*** Material to process ***
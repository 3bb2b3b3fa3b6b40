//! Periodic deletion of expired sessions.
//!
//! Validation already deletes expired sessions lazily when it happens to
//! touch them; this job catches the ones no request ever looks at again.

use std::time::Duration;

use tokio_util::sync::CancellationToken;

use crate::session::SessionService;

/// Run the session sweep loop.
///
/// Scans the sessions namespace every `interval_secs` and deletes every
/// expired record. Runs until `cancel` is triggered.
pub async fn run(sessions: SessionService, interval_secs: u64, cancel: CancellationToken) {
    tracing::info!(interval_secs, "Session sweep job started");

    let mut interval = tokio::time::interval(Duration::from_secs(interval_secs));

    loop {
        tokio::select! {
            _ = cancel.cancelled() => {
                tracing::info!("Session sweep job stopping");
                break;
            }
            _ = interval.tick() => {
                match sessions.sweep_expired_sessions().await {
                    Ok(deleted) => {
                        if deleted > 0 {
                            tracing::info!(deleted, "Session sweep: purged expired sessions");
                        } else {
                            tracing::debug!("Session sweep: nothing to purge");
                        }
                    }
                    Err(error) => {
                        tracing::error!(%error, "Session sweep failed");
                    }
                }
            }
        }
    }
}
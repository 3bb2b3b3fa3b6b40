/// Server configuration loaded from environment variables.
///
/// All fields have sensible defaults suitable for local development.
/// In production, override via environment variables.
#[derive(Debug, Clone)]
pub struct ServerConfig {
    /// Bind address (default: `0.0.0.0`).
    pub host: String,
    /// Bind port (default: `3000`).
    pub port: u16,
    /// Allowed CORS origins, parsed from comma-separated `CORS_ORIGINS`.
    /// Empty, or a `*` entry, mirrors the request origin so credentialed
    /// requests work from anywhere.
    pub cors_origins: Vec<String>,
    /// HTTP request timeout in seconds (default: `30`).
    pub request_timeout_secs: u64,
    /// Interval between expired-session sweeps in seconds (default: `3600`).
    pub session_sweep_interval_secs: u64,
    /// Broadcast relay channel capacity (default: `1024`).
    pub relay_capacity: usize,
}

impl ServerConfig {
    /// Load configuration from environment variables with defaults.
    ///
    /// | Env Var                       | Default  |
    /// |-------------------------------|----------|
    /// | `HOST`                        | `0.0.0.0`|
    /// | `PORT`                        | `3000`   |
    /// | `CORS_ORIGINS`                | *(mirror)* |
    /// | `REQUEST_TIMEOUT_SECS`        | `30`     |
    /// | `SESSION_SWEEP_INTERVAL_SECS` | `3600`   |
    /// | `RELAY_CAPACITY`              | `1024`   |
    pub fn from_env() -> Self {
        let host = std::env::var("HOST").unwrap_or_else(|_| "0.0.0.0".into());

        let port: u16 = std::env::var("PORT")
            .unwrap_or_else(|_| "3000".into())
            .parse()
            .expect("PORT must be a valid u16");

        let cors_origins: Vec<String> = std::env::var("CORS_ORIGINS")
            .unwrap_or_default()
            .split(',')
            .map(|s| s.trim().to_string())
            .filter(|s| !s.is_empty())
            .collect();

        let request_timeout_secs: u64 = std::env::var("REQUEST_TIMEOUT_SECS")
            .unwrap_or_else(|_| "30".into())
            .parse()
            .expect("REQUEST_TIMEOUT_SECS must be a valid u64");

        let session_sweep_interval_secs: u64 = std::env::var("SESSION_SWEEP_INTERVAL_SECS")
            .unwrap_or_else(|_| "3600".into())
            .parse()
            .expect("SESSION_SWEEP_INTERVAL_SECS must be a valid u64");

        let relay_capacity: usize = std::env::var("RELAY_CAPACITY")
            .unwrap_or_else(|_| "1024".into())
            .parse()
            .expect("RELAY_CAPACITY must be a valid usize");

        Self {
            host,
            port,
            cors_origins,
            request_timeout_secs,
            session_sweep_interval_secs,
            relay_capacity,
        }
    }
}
*** End of Material to process ***
What is being asked ▸
Look for "deleted" in each line of the material, then copy the lines where it is found.

Answer for the task ▸
                    Ok(deleted) => {
                        if deleted > 0 {
                            tracing::info!(deleted, "Session sweep: purged expired sessions");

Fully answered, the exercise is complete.